All responsibility is given gradually with practical hands-on teaching about banking procedures, sales tax, savings and other related topics. Of course a four year old won’t understand the math but watch how quickly they learn when money is involved. There comes a point when parents need to step out and let their children make their own decisions about what they do with their money. It might be hard watching them spend their money on dumb things, but have some faith that eventually your kids will figure this out for themselves. Best to experience the natural consequences of overspending as a child of 10 than at 25 with a high limit credit card. By the way, don’t become a Visa mom or dad. Lending money between allowance payments just gets them used to borrowing rather than waiting it out. Avoid the temptation to give children more money as a loan or a gift if they have spent all their allowance on treats or movies. They won’t learn to budget if you keep bailing them out.

Children really appreciate something when they buy it for themselves. It gives them a sense of ownership and pride. Kids really do think twice when the money is coming out of their own wallets. I believe giving an allowance helps us step out of this overindulgent trend that is so easy to get pulled into. Let’s face it, kids have a lot of stuff today. If they aren’t buying it with their own money, you must be footing the bill. Allowance builds in delayed gratification. Sure, you can pay half for those bigger items.

Buying a child something when you can’t afford it and resenting it later will have negative effects. Overindulgence is a sure-fire way to set your child up for financial disaster. Many parents of adult children state their regrets of having overindulged their children. One father commented that while his daughter (27) worked hard at two jobs; she would spend her money on elaborate things and beg her dad to bail her out when she couldn’t pay her rent. He confessed that as a divorced dad he raised her with a large dose of parental guilt.

What is your relationship to money?
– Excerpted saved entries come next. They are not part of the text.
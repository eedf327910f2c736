//! CSV export of a user's history.
//!
//! The file is written to a temp file next to the target, synced, then renamed
//! into place, so an interrupted export never leaves a half-written CSV.

use crate::store::JsonlStore;
use crate::{Error, HistoryEntry, Result};
use std::io::Write;
use std::path::Path;
use tempfile::NamedTempFile;

/// A row in the CSV output
#[derive(Debug, serde::Serialize)]
struct CsvRow {
    date: String,
    weight_kg: f64,
    height_cm: f64,
    bmi: f64,
    category: &'static str,
}

impl From<&HistoryEntry> for CsvRow {
    fn from(entry: &HistoryEntry) -> Self {
        CsvRow {
            date: entry.timestamp.to_rfc3339(),
            weight_kg: entry.weight,
            height_cm: entry.height,
            bmi: entry.bmi,
            category: entry.category.label(),
        }
    }
}

/// Write the history of `email` to `out_path` as CSV
///
/// Returns the number of rows written (headers excluded). An email with no
/// records produces a file holding only the header.
pub fn export_history_csv(store: &JsonlStore, email: &str, out_path: &Path) -> Result<usize> {
    let history = crate::query::history_for(store, email)?;

    let parent = match out_path.parent() {
        Some(p) if !p.as_os_str().is_empty() => p,
        _ => Path::new("."),
    };
    std::fs::create_dir_all(parent)?;

    let temp = NamedTempFile::new_in(parent)?;
    {
        let mut writer = csv::WriterBuilder::new()
            .has_headers(false)
            .from_writer(temp.as_file());
        writer.write_record(["date", "weight_kg", "height_cm", "bmi", "category"])?;
        for entry in &history {
            writer.serialize(CsvRow::from(entry))?;
        }
        writer.flush()?;
    }
    temp.as_file().flush()?;
    temp.as_file().sync_all()?;

    temp.persist(out_path).map_err(|e| Error::Io(e.error))?;

    tracing::info!(
        "Exported {} records for {} to {:?}",
        history.len(),
        email,
        out_path
    );
    Ok(history.len())
}

#[cfg(test)]
mod tests {
    use super::*;
    use crate::store::{EmailPolicy, RecordSink, RECORDS_FILE};
    use crate::{BmiRecordDraft, ValidatedFields};

    fn draft(email: &str, weight: f64) -> BmiRecordDraft {
        BmiRecordDraft::new(ValidatedFields {
            name: "Test User".into(),
            email: email.into(),
            gender: "Female".into(),
            weight,
            height: 175.0,
        })
        .unwrap()
    }

    #[test]
    fn test_export_writes_rows() {
        let temp_dir = tempfile::tempdir().unwrap();
        let mut store =
            JsonlStore::open(temp_dir.path().join(RECORDS_FILE), EmailPolicy::AllowHistory)
                .unwrap();
        store.append(&draft("a@example.com", 70.0)).unwrap();
        store.append(&draft("b@example.com", 80.0)).unwrap();
        store.append(&draft("a@example.com", 90.0)).unwrap();

        let out = temp_dir.path().join("exports").join("a.csv");
        let count = export_history_csv(&store, "a@example.com", &out).unwrap();
        assert_eq!(count, 2);

        let mut reader = csv::Reader::from_path(&out).unwrap();
        let headers = reader.headers().unwrap().clone();
        assert_eq!(
            headers.iter().collect::<Vec<_>>(),
            vec!["date", "weight_kg", "height_cm", "bmi", "category"]
        );
        let rows: Vec<csv::StringRecord> = reader.records().map(|r| r.unwrap()).collect();
        assert_eq!(rows.len(), 2);
        assert_eq!(&rows[0][3], "22.86");
        assert_eq!(&rows[0][4], "Normal weight");
        assert_eq!(&rows[1][4], "Overweight");
    }

    #[test]
    fn test_export_unknown_email_writes_header_only() {
        let temp_dir = tempfile::tempdir().unwrap();
        let store =
            JsonlStore::open(temp_dir.path().join(RECORDS_FILE), EmailPolicy::AllowHistory)
                .unwrap();

        let out = temp_dir.path().join("empty.csv");
        assert_eq!(export_history_csv(&store, "x@example.com", &out).unwrap(), 0);

        let contents = std::fs::read_to_string(&out).unwrap();
        assert_eq!(contents.trim(), "date,weight_kg,height_cm,bmi,category");
    }
}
Children will learn a great deal from you. Watch the messages that you pass on. Do you impulse buy or do you plan your larger purchases? Do you overspend and then stress about it later? A child may feel frightened when they see you getting upset about money matters. Children need to know your doing okay and that they will be taken care of. Keep heated discussions about money away from the kids. Those are adult issues.

Finally money and teenagers. Giving them a living budget to work with will prepare them for the years ahead. Sit down with them and discuss their needs. Negotiate a budget and stick to it. They will learn to work within that framework. They may think twice about the $160.00 running shoes. This also eliminates ongoing battles about money (hopefully). At some point, they may take on a part-time job and you can pull back on your contributions. There may even come a point where they pay you a little rent.

I don’t agree with forcing a child to save part of their allowance. I really believe that it is important for children to get to that place themselves. Having a bank account of their own can be very empowering. My son asked for one at the age of 9. By the time he was ten, he saved a couple of hundred dollars and earned himself a debit card. With this new responsibility came some external rules and slowly he gained full control. Now both my children have bank accounts and cards. They wait for their bank statements to arrive in the mail as eagerly as I used to wait for the ice cream truck. We didn’t force them to save a percentage of their allowance. This is coming from an internal desire to watch their money grow and have a sense of independence.

As far as charity goes, introduce your children to the concept of a spectrum of wealth. The concept is this: There will always be people richer than we are, and there will be people poorer than we are. What can we do to help those who have less? It may not be a financial offering. It might be an act of good will like cutting an elderly neighbor’s lawn or volunteering for a worthwhile cause. I find children have generous hearts and when they make choices to contribute it is genuine and fulfilling.

Remember that children are not fools, just younger people. Teach them, give them time and trust them.